Ser jovem: que roubada. Pela simples razão de que as chances de você carregar um enorme fardo chamado nostalgia, são muito grandes. E claro, sempre existirá uma obra, uma canção, um filme para te lembrar disso. O culpado da vez por tamanho “sofrimento”, no meu caso, é “As Vantagens de Ser Invisível”, película de 2012, que assisti apenas recentemente. É o tipo de história que aumenta ainda mais o peso que sentimos em relação a carregar o passado. Só que, estranhamente, em vez de suar, querendo estacionar esse fardo logo no chão, choramos felizes e satisfeitos por não conseguir largar mão.
O bonito do filme é, basicamente, nos mostrar que, em alguma época, era possível ser invisível, ao mesmo tempo em que podíamos ainda sonhar em sermos heróis– aliás o filme é candidato para o troféu melhor uso da canção de Bowie em todos os tempos. E por que vemos beleza nisso? Seguramente na constatação de que alguém só é invisível hoje se quiser. Ninguém é invisível hoje em tempos de selfies tecnológicos e existenciais. Nem o que passou, é invisível mais: neste sentido não existe coisa mais sintomática que o You Tube, aquele enorme arquivo de imagens e sons que nos faz, o tempo todo nos medicar com doses extras de passado. Pensar/assistir/ visitar/compartilhar algo raro é cada vez mais raro.
Mas a sagaz e apaixonante turma do filme não era notada pelos outros intencionalmente. Eles eram os esquisitões, os diferentes, sublimavam os clichês do sujeito vencedor tipicamente retratados na adolescência norte-americana. A graça é que eles viam vantagem nisso: era uma espécie de heroismo conservar suas individualidades no meio de tantas imposições sociais.
É importante lembrar que o filme é muito mais bacana que esse resumo sem sal que coloco aqui: trata-se de um registro sensível e inteligente para um gênero (teen movies) constantemente idiotizado em outras produções.

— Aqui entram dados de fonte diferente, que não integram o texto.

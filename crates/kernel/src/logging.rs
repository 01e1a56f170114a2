//! 内核日志后端
//!
//! 各子系统通过 `log` 门面记录日志，这里提供 `log::Log` 的实现：
//! 每条记录格式化为一行 `[LEVEL target] message`，写到注册的 [`LogOutput`]。
//! 没有注册输出时日志被丢弃。
//!
//! 日志级别在编译期由环境变量 `LOG` 决定（`error`/`warn`/`info`/`debug`/`trace`），
//! 未设置时关闭日志。

use core::fmt::{self, Write};
use core::sync::atomic::{AtomicPtr, Ordering};
use log::{LevelFilter, Log, Metadata, Record};

/// 单条日志的最大字节数，超出部分被截断
pub const MAX_LOG_MESSAGE_LENGTH: usize = 256;

/// 日志输出
///
/// 使用方需要在启动时通过 [`register_log_output`] 注册实现。
pub trait LogOutput: Send + Sync {
    /// 输出一行日志
    fn write_str(&self, s: &str);
}

/// 存储 LogOutput trait object 的胖指针
struct LogOutputPtr {
    data: AtomicPtr<()>,
    vtable: AtomicPtr<()>,
}

static LOG_OUTPUT: LogOutputPtr = LogOutputPtr {
    data: AtomicPtr::new(core::ptr::null_mut()),
    vtable: AtomicPtr::new(core::ptr::null_mut()),
};

/// 注册日志输出
///
/// # Safety
///
/// - output 必须具有 'static 生命周期
/// - 不能与正在进行的日志调用并发注册
pub unsafe fn register_log_output(output: &'static dyn LogOutput) {
    let ptr: *const dyn LogOutput = output;
    let (data, vtable) = unsafe { core::mem::transmute::<_, (*mut (), *mut ())>(ptr) };
    LOG_OUTPUT.vtable.store(vtable, Ordering::Release);
    LOG_OUTPUT.data.store(data, Ordering::Release);
}

fn log_output() -> Option<&'static dyn LogOutput> {
    let data = LOG_OUTPUT.data.load(Ordering::Acquire);
    let vtable = LOG_OUTPUT.vtable.load(Ordering::Acquire);
    if data.is_null() || vtable.is_null() {
        return None;
    }
    // Safety: 指针由 register_log_output 设置，保证有效
    Some(unsafe { core::mem::transmute::<(*mut (), *mut ()), &'static dyn LogOutput>((data, vtable)) })
}

/// 定长的行缓冲区，写满后静默截断
pub struct LineBuffer {
    buf: [u8; MAX_LOG_MESSAGE_LENGTH],
    len: usize,
}

impl LineBuffer {
    /// 空缓冲区
    pub const fn new() -> Self {
        Self {
            buf: [0; MAX_LOG_MESSAGE_LENGTH],
            len: 0,
        }
    }

    /// 已写入的内容
    pub fn as_str(&self) -> &str {
        // 只在字符边界处截断，内容总是合法的 UTF-8
        core::str::from_utf8(&self.buf[..self.len]).unwrap_or("")
    }
}

impl Default for LineBuffer {
    fn default() -> Self {
        Self::new()
    }
}

impl Write for LineBuffer {
    fn write_str(&mut self, s: &str) -> fmt::Result {
        let room = MAX_LOG_MESSAGE_LENGTH - self.len;
        let mut take = s.len().min(room);
        while !s.is_char_boundary(take) {
            take -= 1;
        }
        self.buf[self.len..self.len + take].copy_from_slice(&s.as_bytes()[..take]);
        self.len += take;
        Ok(())
    }
}

/// 把一条记录格式化为一行
pub fn format_record(record: &Record<'_>) -> LineBuffer {
    let mut line = LineBuffer::new();
    let _ = write!(
        line,
        "[{:<5} {}] {}",
        record.level(),
        record.target(),
        record.args()
    );
    line
}

/// 解析 `LOG` 环境变量的取值
pub fn level_from_str(level: Option<&str>) -> LevelFilter {
    match level {
        Some(s) if s.eq_ignore_ascii_case("error") => LevelFilter::Error,
        Some(s) if s.eq_ignore_ascii_case("warn") => LevelFilter::Warn,
        Some(s) if s.eq_ignore_ascii_case("info") => LevelFilter::Info,
        Some(s) if s.eq_ignore_ascii_case("debug") => LevelFilter::Debug,
        Some(s) if s.eq_ignore_ascii_case("trace") => LevelFilter::Trace,
        _ => LevelFilter::Off,
    }
}

struct KernelLogger;

impl Log for KernelLogger {
    fn enabled(&self, metadata: &Metadata<'_>) -> bool {
        metadata.level() <= log::max_level()
    }

    fn log(&self, record: &Record<'_>) {
        if !self.enabled(record.metadata()) {
            return;
        }
        if let Some(output) = log_output() {
            output.write_str(format_record(record).as_str());
        }
    }

    fn flush(&self) {}
}

static LOGGER: KernelLogger = KernelLogger;

/// 安装日志后端，级别取自编译期的 `LOG`。重复调用只会重设级别。
pub fn init() {
    // 已经安装过时 set_logger 返回错误，沿用已有的后端即可
    let _ = log::set_logger(&LOGGER);
    log::set_max_level(level_from_str(option_env!("LOG")));
}

/// 运行时调整日志级别
pub fn set_level(level: LevelFilter) {
    log::set_max_level(level);
}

Mas semanas após secar as lágrimas derramadas depois de assistir ao filme, me ponho a pensar: esse sentimento de uma certa nostalgia confortável no qual estamos excessivamente inseridos é bom? Vivendo numa sociedade retrô como vivemos, trata-se de um autêntico dilema. A questão é que, com tanto acesso ao que passou, será que conseguimos andar para frente? Não estaremos satisfeitos, estacionados feito Bill Murray no dia da lontra, em “Feitiço do Tempo”, de volta a um passado imodificável?
Porque o que assusta é a constatação de que não é só a tecnologia ou a mídia que nos transporta diretamente para o passado. Não são apenas citações ou referências que vemos em filmes, canções etc. Vivemos tempos em que o pastiche– uma versão nova para uma velha história– captura com precisão sentimentos, subjetividades, que são acionadas a todo tempo.
Aquele tipo de memória que transforma ossos em vidros, que nos transporta para uma série de acontecimentos que, logicamente, não poderiam estar de volta. Mas como, se estão ali, na nossa frente, na série de TV, no filme do cinema, na canção no computador? De certa forma, é uma magia inversa e sádica, e pode apontar uma obsessão com a juventude eterna. Um tema tão clássico que segue, reprocessado, em níveis inacreditáveis como se não pudesse chegar a se tornar um... bem, um clássico, oras.
Queremos ser Dorian Gray, e não o seu retrato– ninguém quer ser maculado e machucado pelo tempo. E um dos efeitos naturais da passagem cronológica é justamente o esquecimento, a perda de algo. Nossa febre por arquivo é um antídoto contra isso. Mas não seria também um veneno? É muito bom ter um John Hughes na Sessão da Tarde para nos lembrar que estamos ali ainda, de castigo em uma manhã na escola; apaixonados pela garota de rosa choque, curtindo a vida adoidado, sendo que na real estamos bem longe disso; pelo menos daquela noção de curtir a vida adoidado.
“As Vantagens de Ser Invisível” é também aquele velho truque: temos saudades dos “melhores piores”anos de nossas vidas, numa analogia prática para a adolescência. Somos seduzidos pelo canto da sereia de filmes como ele e nos afogamos, satisfeitos, em um longo e interminável mergulho na nostalgia. Satisfeitos, procuramos tesouros em barcos naufragados. Me pergunto quando nos satisfaremos com o barco que veleja, instável na superfície do presente.